START Records shown

//! The executor (C8): spawns `num_threads` workers, each independently
//! driving `read -> process -> search -> add` until the provider is
//! exhausted, a worker errors, or `force_stop()` is called. No task
//! stealing; ordering is carried entirely by the `chunk_index` the reader
//! attaches to every chunk.

use std::sync::atomic::{AtomicBool, AtomicUsize, Ordering};
use std::sync::{Arc, Mutex};
use std::thread::{self, JoinHandle};

use crate::error::{Error, Result};
use crate::processor::InplaceProcessor;
use crate::provider::DataProvider;
use crate::result::{ContainerResult, CountResult};
use crate::searcher::{SearchMode, Searcher};

/// The aggregate shape a [`Searcher`]'s mode produces, wrapped so the
/// executor can commit a worker's [`crate::result::PartialResult`] without
/// the caller needing to match on it first.
pub enum SearchResults {
    Count(Arc<CountResult>),
    Offsets(Arc<ContainerResult<u64>>),
    Lines(Arc<ContainerResult<String>>),
}

impl SearchResults {
    fn for_mode(mode: SearchMode, ordered: bool) -> SearchResults {
        match mode {
            SearchMode::CountMatches | SearchMode::CountLines => {
                SearchResults::Count(Arc::new(CountResult::new()))
            }
            SearchMode::MatchOffsets | SearchMode::LineOffsets | SearchMode::LineIndices => {
                SearchResults::Offsets(Arc::new(ContainerResult::new(ordered)))
            }
            SearchMode::Lines => SearchResults::Lines(Arc::new(ContainerResult::new(ordered))),
        }
    }

    fn commit(&self, partial: crate::result::PartialResult, chunk_index: u64) {
        use crate::result::PartialResult as P;
        match (self, partial) {
            (SearchResults::Count(r), P::Count(n)) => r.add(n),
            (SearchResults::Offsets(r), P::MatchByteOffsets(v)) => r.add_ordered(v, chunk_index),
            (SearchResults::Offsets(r), P::LineByteOffsets(v)) => r.add_ordered(v, chunk_index),
            (SearchResults::Offsets(r), P::LineIndices(v)) => r.add_ordered(v, chunk_index),
            (SearchResults::Lines(r), P::Lines(v)) => r.add_ordered(v, chunk_index),
            (_, other) => unreachable!("searcher mode produced a mismatched partial: {other:?}"),
        }
    }

    fn done(&self) {
        match self {
            SearchResults::Count(r) => r.done(),
            SearchResults::Offsets(r) => r.done(),
            SearchResults::Lines(r) => r.done(),
        }
    }
}

pub struct Executor {
    handles: Vec<JoinHandle<()>>,
    stop: Arc<AtomicBool>,
    result: Arc<SearchResults>,
    error: Arc<Mutex<Option<Error>>>,
}

impl Executor {
    /// Spawns `num_threads` workers over `provider`, running `processors` in
    /// order on each chunk before handing it to `searcher`. `ordered`
    /// controls whether the result aggregate preserves `chunk_index` order
    /// (the CLI wants this; a one-shot count does not care).
    pub fn spawn(
        provider: Arc<dyn DataProvider>,
        processors: Vec<Arc<dyn InplaceProcessor>>,
        searcher: Arc<Searcher>,
        mode: SearchMode,
        num_threads: usize,
        ordered: bool,
    ) -> Executor {
        let result = Arc::new(SearchResults::for_mode(mode, ordered));
        let stop = Arc::new(AtomicBool::new(false));
        let error: Arc<Mutex<Option<Error>>> = Arc::new(Mutex::new(None));
        let remaining = Arc::new(AtomicUsize::new(num_threads.max(1)));

        let mut handles = Vec::with_capacity(num_threads.max(1));
        for _ in 0..num_threads.max(1) {
            let provider = Arc::clone(&provider);
            let processors = processors.clone();
            let searcher = Arc::clone(&searcher);
            let result = Arc::clone(&result);
            let stop = Arc::clone(&stop);
            let error = Arc::clone(&error);
            let remaining = Arc::clone(&remaining);

            handles.push(thread::spawn(move || {
                worker_loop(&provider, &processors, &searcher, &result, &stop, &error);
                if remaining.fetch_sub(1, Ordering::SeqCst) == 1 {
                    result.done();
                }
            }));
        }

        Executor { handles, stop, result, error }
    }

    /// Cooperative stop: sets the flag workers check between chunks, then
    /// joins. In-flight chunks are allowed to finish; there is no preemption.
    pub fn force_stop(&self) {
        self.stop.store(true, Ordering::SeqCst);
    }

    /// A handle to the result aggregate, usable for live iteration before
    /// `join()` returns (e.g. the CLI streams matches to stdout as they
    /// arrive).
    pub fn result(&self) -> Arc<SearchResults> {
        Arc::clone(&self.result)
    }

    /// Waits for every worker to exit, then returns the first worker error
    /// observed (if any) or the completed result aggregate.
    pub fn join(mut self) -> Result<Arc<SearchResults>> {
        for h in self.handles.drain(..) {
            let _ = h.join();
        }
        if let Some(e) = self.error.lock().expect("executor error mutex poisoned").take() {
            return Err(e);
        }
        Ok(Arc::clone(&self.result))
    }
}

impl Drop for Executor {
    fn drop(&mut self) {
        for h in self.handles.drain(..) {
            let _ = h.join();
        }
    }
}

fn worker_loop(
    provider: &Arc<dyn DataProvider>,
    processors: &[Arc<dyn InplaceProcessor>],
    searcher: &Searcher,
    result: &SearchResults,
    stop: &AtomicBool,
    error: &Mutex<Option<Error>>,
) {
    loop {
        if stop.load(Ordering::SeqCst) {
            break;
        }
        let (mut chunk, chunk_index) = match provider.next() {
            Ok(Some(pair)) => pair,
            Ok(None) => break,
            Err(e) => {
                record_error(error, stop, e);
                break;
            }
        };

        let mut failed = false;
        for p in processors {
            if let Err(e) = p.process(&mut chunk) {
                record_error(error, stop, e);
                failed = true;
                break;
            }
        }
        if failed {
            break;
        }

        match searcher.process(&chunk) {
            Ok(partial) => result.commit(partial, chunk_index),
            Err(e) => {
                record_error(error, stop, e);
                break;
            }
        }
    }
}

fn record_error(error: &Mutex<Option<Error>>, stop: &AtomicBool, e: Error) {
    let mut guard = error.lock().expect("executor error mutex poisoned");
    if guard.is_none() {
        *guard = Some(e);
    }
    stop.store(true, Ordering::SeqCst);
}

END Records shown

> **Assignment**:
Search the data for the string "false" and copy out every line where it is found.

> **Answer to the exercise**:
        let stop = Arc::new(AtomicBool::new(false));
        let mut failed = false;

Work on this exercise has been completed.